Unfortunately though, while in recent years the words ‘entrepreneurship’ and ‘innovation’ have flooded T&T’s institutional spaces, their close relation to design seems to have been ignored. Worse, with the increased popularity of ‘doing good’, said terms are already in the process of being diluted, in the same way that “green” and “sustainable” were consumed and corrupted by corporations and governments just a few years ago. A watered down version of design for social good is already percolating through the local design-scene.

This is especially tragic when we consider that ‘developing countries’ (a label under which most of us would still nest T&T) need ‘design for good’ more than anyone. In such places, many people do not have sufficient access to necessary systems and services. Unsurprisingly, such cultures are also often politically disillusioned, as the government has almost always failed to provide what is necessary - positive change. Action in the public sector is slow or nonexistent, and corruption runs rampant both in parliament and the boardroom.
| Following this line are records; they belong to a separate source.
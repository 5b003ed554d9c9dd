// SPDX-FileCopyrightText: 2026 Kestrel Contributors
// SPDX-License-Identifier: MIT OR Apache-2.0

//! Database connection management: PRAGMA setup, migrations, and shutdown.
//!
//! All access goes through one `tokio_rusqlite::Connection`, whose single
//! background thread serializes every call.

use std::path::Path;
use std::time::Duration;

use kestrel_core::KestrelError;
use tracing::{debug, warn};

use crate::migrations::run_migrations;

/// Maps a tokio-rusqlite error to a storage error.
pub(crate) fn map_tr_err(e: tokio_rusqlite::Error<rusqlite::Error>) -> KestrelError {
    KestrelError::Storage {
        source: Box::new(e),
    }
}

/// An open, migrated inspections database.
pub struct Database {
    conn: tokio_rusqlite::Connection,
}

impl Database {
    /// Opens (creating if needed) the database at `path` and runs migrations.
    pub async fn open(path: &str, wal_mode: bool) -> Result<Self, KestrelError> {
        if let Some(parent) = Path::new(path).parent()
            && !parent.as_os_str().is_empty()
        {
            tokio::fs::create_dir_all(parent)
                .await
                .map_err(|e| KestrelError::Storage {
                    source: Box::new(e),
                })?;
        }

        let conn = tokio_rusqlite::Connection::open(path)
            .await
            .map_err(|e| KestrelError::Storage {
                source: Box::new(e),
            })?;
        let db = Self { conn };
        db.prepare(wal_mode).await?;
        debug!(path, wal_mode, "inspections database opened");
        Ok(db)
    }

    /// Opens a private in-memory database with the schema applied.
    pub async fn open_in_memory() -> Result<Self, KestrelError> {
        let conn = tokio_rusqlite::Connection::open_in_memory()
            .await
            .map_err(|e| KestrelError::Storage {
                source: Box::new(e),
            })?;
        let db = Self { conn };
        db.prepare(false).await?;
        Ok(db)
    }

    async fn prepare(&self, wal_mode: bool) -> Result<(), KestrelError> {
        let journal = self
            .conn
            .call(move |conn| {
                conn.busy_timeout(Duration::from_secs(5))?;
                let journal = if wal_mode {
                    conn.pragma_update_and_check(None, "journal_mode", "WAL", |row| {
                        row.get::<_, String>(0)
                    })?
                } else {
                    String::new()
                };
                Ok(journal)
            })
            .await
            .map_err(map_tr_err)?;
        if wal_mode && !journal.eq_ignore_ascii_case("wal") {
            warn!(journal_mode = %journal, "WAL mode not available for this database");
        }

        self.conn
            .call(|conn| Ok(run_migrations(conn)))
            .await
            .map_err(map_tr_err)??;
        Ok(())
    }

    /// Returns the underlying connection.
    pub fn connection(&self) -> &tokio_rusqlite::Connection {
        &self.conn
    }

    /// Checkpoints the WAL so the main database file is self-contained.
    pub async fn checkpoint(&self) -> Result<(), KestrelError> {
        self.conn
            .call(|conn| {
                conn.query_row("PRAGMA wal_checkpoint(TRUNCATE)", [], |_| Ok(()))?;
                Ok(())
            })
            .await
            .map_err(map_tr_err)
    }
}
It’s precisely in places like these that design for social good can flourish, and is poised to truly make a difference.

When there are real issues like the urban heat island effect, habitat loss, medical literacy, or literally transforming education and healthcare by working alongside educators and doctors to rethink school and hospital architecture, selling KFC and branding fetes seem like truly underwhelming endeavours. This is a land where Trevor Sayers threatens to hold the cure for ebola, and people throw parties in the otherwise fairly-undisturbed jungles of Chaguaramas. With such almost comical problems facing us on a daily basis, we are definitely in need of creative solutions. 
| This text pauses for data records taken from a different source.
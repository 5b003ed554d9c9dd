// SPDX-FileCopyrightText: 2026 Kestrel Contributors
// SPDX-License-Identifier: MIT OR Apache-2.0

//! Built-in document corpus search tool.

use std::sync::Arc;

use async_trait::async_trait;
use kestrel_core::{DocumentSearch, KestrelError};

use super::clip;
use crate::tool::{Tool, ToolName, ToolOutput};

/// Hits returned per search.
const MAX_HITS: usize = 3;

pub struct SearchDocsTool {
    documents: Arc<dyn DocumentSearch>,
    max_chars: usize,
}

impl SearchDocsTool {
    pub fn new(documents: Arc<dyn DocumentSearch>, max_chars: usize) -> Self {
        Self {
            documents,
            max_chars,
        }
    }
}

#[async_trait]
impl Tool for SearchDocsTool {
    fn name(&self) -> ToolName {
        ToolName::SearchDocs
    }

    fn description(&self) -> &str {
        "Search manuals and troubleshooting documents. Input: search words"
    }

    fn parameters_schema(&self) -> serde_json::Value {
        serde_json::json!({
            "type": "string",
            "description": "words to look for in the documents"
        })
    }

    async fn invoke(&self, input: &str) -> Result<ToolOutput, KestrelError> {
        if self.documents.document_count() == 0 {
            return Ok(ToolOutput::error("Error: no documents are loaded"));
        }

        let hits: Vec<_> = self
            .documents
            .search(input)
            .await?
            .into_iter()
            .take(MAX_HITS)
            .collect();
        if hits.is_empty() {
            return Ok(ToolOutput::ok("No matching documents found"));
        }

        let json = serde_json::to_string_pretty(&hits).map_err(|e| KestrelError::Tool {
            message: format!("failed to encode document hits: {e}"),
            source: Some(Box::new(e)),
        })?;
        Ok(ToolOutput::ok(clip(&json, self.max_chars)))
    }
}

#[cfg(test)]
mod tests {
    use super::*;
    use kestrel_core::DocumentHit;
    use kestrel_test_utils::MockDocuments;

    fn hit(source: &str) -> DocumentHit {
        DocumentHit {
            source: source.into(),
            excerpt: "Check the lens cable before restarting.".into(),
            score: 2,
        }
    }

    #[tokio::test]
    async fn returns_hits_as_json() {
        let tool = SearchDocsTool::new(Arc::new(MockDocuments::new(vec![hit("camera.md")])), 500);
        let output = tool.invoke("lens cable").await.unwrap();
        assert!(!output.is_error);
        assert!(output.content.contains("camera.md"));
    }

    #[tokio::test]
    async fn no_documents_is_error_output() {
        let tool = SearchDocsTool::new(Arc::new(MockDocuments::default()), 500);
        let output = tool.invoke("anything").await.unwrap();
        assert!(output.is_error);
    }

    #[tokio::test]
    async fn unavailable_corpus_is_error_output() {
        let tool = SearchDocsTool::new(Arc::new(MockDocuments::unavailable()), 500);
        let output = tool.invoke("anything").await.unwrap();
        assert!(output.is_error);
    }
}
But because Trinidad and Tobago has no shortage of problems, it also holds no shortage of potential. It’s here that a new generation of design thinkers will work with a diverse array of other professionals, to solve or address social and environmental problems. Without getting too technical, we can call this ‘design for social change’. Ultimately, this new breed of design is not a branch or a field, but an ethos. 

It’s simple. It is about society’s needs, not just its wants.